B. The historical context of this explanation has been made redundant
In any case, if we take Deuteronomy 4 as a touchstone for understanding the second commandment, it seems to blow any objection to images of Jesus out of the water. The whole covenantal, historical, revelational context of the second commandment is that God has not revealed himself in a created form—therefore, do not create an image of any created form to worship.

But this is simply no longer true! If this is the argument that justifies the second commandment, it is invalid under the new covenant, because God has now revealed himself in a created form: Jesus.

The point of idolatry is not avoiding images of God. It is turning away from God to worship symbolic objects (the Jews became idolatrous when the Temple became all important, just as there are Christians that don't accept Jesus has a human form but make the Bible or the Cross all-important).
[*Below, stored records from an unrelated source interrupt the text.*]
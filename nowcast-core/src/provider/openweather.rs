use anyhow::Context;
use async_trait::async_trait;
use reqwest::Client;
use serde::Deserialize;
use std::time::Duration;
use tracing::debug;

use crate::{
    error::{FetchError, UNKNOWN_HTTP_ERROR},
    model::{Observation, WeatherRequest},
};

use super::WeatherProvider;

const CURRENT_WEATHER_URL: &str = "https://api.openweathermap.org/data/2.5/weather";
const REQUEST_TIMEOUT: Duration = Duration::from_secs(10);

#[derive(Debug, Clone)]
pub struct OpenWeatherProvider {
    api_key: String,
    url: String,
    http: Client,
}

impl OpenWeatherProvider {
    pub fn new(api_key: String) -> anyhow::Result<Self> {
        Self::with_endpoint(api_key, CURRENT_WEATHER_URL, REQUEST_TIMEOUT)
    }

    /// Point the client at another endpoint, e.g. a local mock server.
    pub fn with_endpoint(
        api_key: String,
        url: impl Into<String>,
        timeout: Duration,
    ) -> anyhow::Result<Self> {
        let http = Client::builder()
            .timeout(timeout)
            .build()
            .context("Failed to build HTTP client")?;

        Ok(Self { api_key, url: url.into(), http })
    }

    async fn fetch_current(&self, request: &WeatherRequest) -> Result<Observation, FetchError> {
        debug!(city = %request.city, units = %request.units, "requesting current weather");

        let res = self
            .http
            .get(&self.url)
            .query(&[
                ("q", request.city.as_str()),
                ("appid", self.api_key.as_str()),
                ("units", request.units.as_str()),
            ])
            .send()
            .await
            .map_err(network_error)?;

        let status = res.status();
        let body = res.text().await.map_err(network_error)?;

        if !status.is_success() {
            let message = api_message(&body);
            debug!(status = status.as_u16(), %message, "OpenWeather request failed");
            return Err(FetchError::Api { status: status.as_u16(), message });
        }

        // Derived structs would also accept a JSON array; only an object is a valid answer.
        let object: serde_json::Map<String, serde_json::Value> = serde_json::from_str(&body)?;
        let parsed: OwCurrentResponse = serde_json::from_value(serde_json::Value::Object(object))?;
        debug!(location = ?parsed.name, "received current weather");

        Ok(parsed.into())
    }
}

#[derive(Debug, Default, Deserialize)]
#[serde(default)]
struct OwMain {
    temp: Option<f64>,
    feels_like: Option<f64>,
    humidity: Option<f64>,
}

#[derive(Debug, Default, Deserialize)]
#[serde(default)]
struct OwWeather {
    description: Option<String>,
}

#[derive(Debug, Default, Deserialize)]
#[serde(default)]
struct OwWind {
    speed: Option<f64>,
}

#[derive(Debug, Default, Deserialize)]
#[serde(default)]
struct OwSys {
    country: Option<String>,
    sunrise: Option<i64>,
    sunset: Option<i64>,
}

#[derive(Debug, Default, Deserialize)]
#[serde(default)]
struct OwCurrentResponse {
    name: Option<String>,
    dt: Option<i64>,
    timezone: Option<i64>,
    main: Option<OwMain>,
    weather: Option<Vec<OwWeather>>,
    wind: Option<OwWind>,
    sys: Option<OwSys>,
}

#[derive(Debug, Default, Deserialize)]
#[serde(default)]
struct OwErrorBody {
    message: Option<String>,
}

impl From<OwCurrentResponse> for Observation {
    fn from(raw: OwCurrentResponse) -> Self {
        // A sub-object sent as `null` degrades the same way as a missing one.
        let main = raw.main.unwrap_or_default();
        let wind = raw.wind.unwrap_or_default();
        let sys = raw.sys.unwrap_or_default();
        let description = raw
            .weather
            .unwrap_or_default()
            .into_iter()
            .next()
            .and_then(|w| w.description);

        Observation {
            city: raw.name,
            country: sys.country,
            description,
            temperature: main.temp,
            feels_like: main.feels_like,
            humidity: main.humidity,
            wind_speed: wind.speed,
            timezone_offset: raw.timezone.unwrap_or(0),
            observed_at: raw.dt,
            sunrise: sys.sunrise,
            sunset: sys.sunset,
        }
    }
}

#[async_trait]
impl WeatherProvider for OpenWeatherProvider {
    async fn current(&self, request: &WeatherRequest) -> Result<Observation, FetchError> {
        self.fetch_current(request).await
    }
}

/// The request URL carries the API key, so it never goes into the message.
fn network_error(err: reqwest::Error) -> FetchError {
    FetchError::Network(err.without_url())
}

fn api_message(body: &str) -> String {
    serde_json::from_str::<OwErrorBody>(body)
        .ok()
        .and_then(|b| b.message)
        .filter(|m| !m.trim().is_empty())
        .unwrap_or_else(|| UNKNOWN_HTTP_ERROR.to_string())
}

#[cfg(test)]
mod tests {
    use super::*;
    use crate::model::Units;
    use wiremock::matchers::{method, path, query_param};
    use wiremock::{Mock, MockServer, ResponseTemplate};

    const WEATHER_PATH: &str = "/data/2.5/weather";

    fn provider_for(server: &MockServer, timeout: Duration) -> OpenWeatherProvider {
        OpenWeatherProvider::with_endpoint(
            "TEST_KEY".to_string(),
            format!("{}{WEATHER_PATH}", server.uri()),
            timeout,
        )
        .unwrap()
    }

    fn london_body() -> serde_json::Value {
        serde_json::json!({
            "name": "London",
            "dt": 1_705_300_200,
            "timezone": 0,
            "weather": [{"id": 803, "main": "Clouds", "description": "broken clouds"}],
            "main": {"temp": 7.5, "feels_like": 5, "humidity": 81},
            "wind": {"speed": 4.12, "deg": 240},
            "sys": {"country": "GB", "sunrise": 1_705_305_600, "sunset": 1_705_335_900},
            "cod": 200
        })
    }

    #[tokio::test]
    async fn sends_query_and_maps_all_fields() {
        let server = MockServer::start().await;

        Mock::given(method("GET"))
            .and(path(WEATHER_PATH))
            .and(query_param("q", "London,GB"))
            .and(query_param("appid", "TEST_KEY"))
            .and(query_param("units", "imperial"))
            .respond_with(ResponseTemplate::new(200).set_body_json(london_body()))
            .expect(1)
            .mount(&server)
            .await;

        let provider = provider_for(&server, REQUEST_TIMEOUT);
        let obs = provider
            .current(&WeatherRequest::new("London,GB", Units::Imperial))
            .await
            .unwrap();

        assert_eq!(obs.city.as_deref(), Some("London"));
        assert_eq!(obs.country.as_deref(), Some("GB"));
        assert_eq!(obs.description.as_deref(), Some("broken clouds"));
        assert_eq!(obs.temperature, Some(7.5));
        assert_eq!(obs.feels_like, Some(5.0));
        assert_eq!(obs.humidity, Some(81.0));
        assert_eq!(obs.wind_speed, Some(4.12));
        assert_eq!(obs.observed_at, Some(1_705_300_200));
        assert_eq!(obs.sunrise, Some(1_705_305_600));
        assert_eq!(obs.sunset, Some(1_705_335_900));
    }

    #[tokio::test]
    async fn missing_fields_become_none() {
        let server = MockServer::start().await;

        Mock::given(method("GET"))
            .and(path(WEATHER_PATH))
            .respond_with(ResponseTemplate::new(200).set_body_json(serde_json::json!({
                "name": "Nowhere",
                "weather": [],
                "main": {"temp": 1.0},
                "sys": {"sunset": 1_705_335_900}
            })))
            .mount(&server)
            .await;

        let provider = provider_for(&server, REQUEST_TIMEOUT);
        let obs = provider
            .current(&WeatherRequest::new("Nowhere", Units::Metric))
            .await
            .unwrap();

        assert_eq!(obs.description, None);
        assert_eq!(obs.sunrise, None);
        assert_eq!(obs.sunset, Some(1_705_335_900));
        assert_eq!(obs.humidity, None);
        assert_eq!(obs.wind_speed, None);
        assert_eq!(obs.country, None);
        assert_eq!(obs.observed_at, None);
        assert_eq!(obs.timezone_offset, 0);
    }

    #[tokio::test]
    async fn not_found_carries_body_message() {
        let server = MockServer::start().await;

        Mock::given(method("GET"))
            .and(path(WEATHER_PATH))
            .respond_with(
                ResponseTemplate::new(404)
                    .set_body_json(serde_json::json!({"cod": "404", "message": "city not found"})),
            )
            .mount(&server)
            .await;

        let provider = provider_for(&server, REQUEST_TIMEOUT);
        let err = provider
            .current(&WeatherRequest::new("Atlantis", Units::Metric))
            .await
            .unwrap_err();

        match err {
            FetchError::Api { status, message } => {
                assert_eq!(status, 404);
                assert_eq!(message, "city not found");
            }
            other => panic!("expected API error, got {other:?}"),
        }
    }

    #[tokio::test]
    async fn error_without_message_uses_default() {
        let server = MockServer::start().await;

        Mock::given(method("GET"))
            .and(path(WEATHER_PATH))
            .respond_with(ResponseTemplate::new(502).set_body_string("<html>Bad Gateway</html>"))
            .mount(&server)
            .await;

        let provider = provider_for(&server, REQUEST_TIMEOUT);
        let err = provider
            .current(&WeatherRequest::new("London", Units::Metric))
            .await
            .unwrap_err();

        assert!(!err.is_network());
        assert_eq!(err.to_string(), UNKNOWN_HTTP_ERROR);
    }

    #[tokio::test]
    async fn timeout_is_a_network_error() {
        let server = MockServer::start().await;

        Mock::given(method("GET"))
            .and(path(WEATHER_PATH))
            .respond_with(
                ResponseTemplate::new(200)
                    .set_body_json(london_body())
                    .set_delay(Duration::from_secs(2)),
            )
            .mount(&server)
            .await;

        let provider = provider_for(&server, Duration::from_millis(100));
        let err = provider
            .current(&WeatherRequest::new("London", Units::Metric))
            .await
            .unwrap_err();

        assert!(err.is_network());
        assert_eq!(err.to_string(), "request timed out");
    }

    #[tokio::test]
    async fn network_error_does_not_leak_api_key() {
        // Reserve a free port, then release it so the connection is refused.
        let listener = std::net::TcpListener::bind("127.0.0.1:0").unwrap();
        let port = listener.local_addr().unwrap().port();
        drop(listener);
        let url = format!("http://127.0.0.1:{port}{WEATHER_PATH}");

        let provider =
            OpenWeatherProvider::with_endpoint("SECRET_KEY".to_string(), url, REQUEST_TIMEOUT)
                .unwrap();
        let err = provider
            .current(&WeatherRequest::new("London", Units::Metric))
            .await
            .unwrap_err();

        assert!(err.is_network());
        assert!(!err.to_string().contains("SECRET_KEY"));
    }

    #[tokio::test]
    async fn malformed_success_body_is_decode_error() {
        let server = MockServer::start().await;

        Mock::given(method("GET"))
            .and(path(WEATHER_PATH))
            .respond_with(ResponseTemplate::new(200).set_body_string("not json"))
            .mount(&server)
            .await;

        let provider = provider_for(&server, REQUEST_TIMEOUT);
        let err = provider
            .current(&WeatherRequest::new("London", Units::Metric))
            .await
            .unwrap_err();

        assert!(matches!(err, FetchError::Decode(_)));
    }

    #[tokio::test]
    async fn array_success_body_is_decode_error() {
        let server = MockServer::start().await;

        Mock::given(method("GET"))
            .and(path(WEATHER_PATH))
            .respond_with(ResponseTemplate::new(200).set_body_string("[]"))
            .mount(&server)
            .await;

        let provider = provider_for(&server, REQUEST_TIMEOUT);
        let err = provider
            .current(&WeatherRequest::new("London", Units::Metric))
            .await
            .unwrap_err();

        assert!(matches!(err, FetchError::Decode(_)));
        assert!(!err.is_network());
    }

    #[tokio::test]
    async fn null_sub_objects_become_none() {
        let server = MockServer::start().await;

        Mock::given(method("GET"))
            .and(path(WEATHER_PATH))
            .respond_with(ResponseTemplate::new(200).set_body_json(serde_json::json!({
                "name": "Nullville",
                "dt": 1_705_300_200,
                "weather": null,
                "main": null,
                "wind": null,
                "sys": null
            })))
            .mount(&server)
            .await;

        let provider = provider_for(&server, REQUEST_TIMEOUT);
        let obs = provider
            .current(&WeatherRequest::new("Nullville", Units::Metric))
            .await
            .unwrap();

        assert_eq!(obs.city.as_deref(), Some("Nullville"));
        assert_eq!(obs.observed_at, Some(1_705_300_200));
        assert_eq!(obs.description, None);
        assert_eq!(obs.temperature, None);
        assert_eq!(obs.wind_speed, None);
        assert_eq!(obs.country, None);
        assert_eq!(obs.sunrise, None);
    }

    #[test]
    fn api_message_falls_back_for_blank_message() {
        assert_eq!(api_message(r#"{"message": ""}"#), UNKNOWN_HTTP_ERROR);
        assert_eq!(api_message(r#"{"message": "Invalid API key"}"#), "Invalid API key");
        assert_eq!(api_message(""), UNKNOWN_HTTP_ERROR);
    }
}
The fact that these objects are representative (crosses/symbols) is irrelevant. In fact it's all the worse.

Correct, you are only quoting scripture. But I am interpreting it. Jesus takes human flesh for the purposes of salvation. Jesus will never again become incarnate born into a body. But Jesus, being one with God, can always take temporary form, just as God did to the Jews (Moses, Joshua, etc).

But Christ himself has sworn, "Whenever two or three are gathered together, I am in the midst of them." And so on.

The Dirtiness of Jesus Dwelling Among Us

Moore points out that many Christians—in their understandable desire to acknowledge our Lord’s dignity—present “Jesus . . . walking like he’s floating in robes of pristine white followed by birds singing some holy little ditty. He’s polished, manicured, and clearly – God.” Moore explains that this image of Jesus Christ errs not only because it fails to show how fully human Jesus was but also because it imitates the Greco-Roman concept of mythological gods.

While claiming that I am committing idolatry, you are actually painting a picture of Jesus closer to gods of old. And the Muslims, who even as I speak kneel to a block of cement with a meteor inside.

You are claiming that I'm under a "false teaching". But nobody taught me this. I learned this from living my own life. Rather than believing that perhaps I believe in the miracles of my own life, you have basically doing no different than that (Luke 11:14-20 and Mark 3:22-30). You are denying someone else's miracles and calling them evil because you do not agree with my theology.

Jesus is among us. Now. This very minute. Will you receive him? Or will you behave as one who rejects his nephew because he's a brat. Who will not welcome the Jesus who is unpleasant. Who is too human.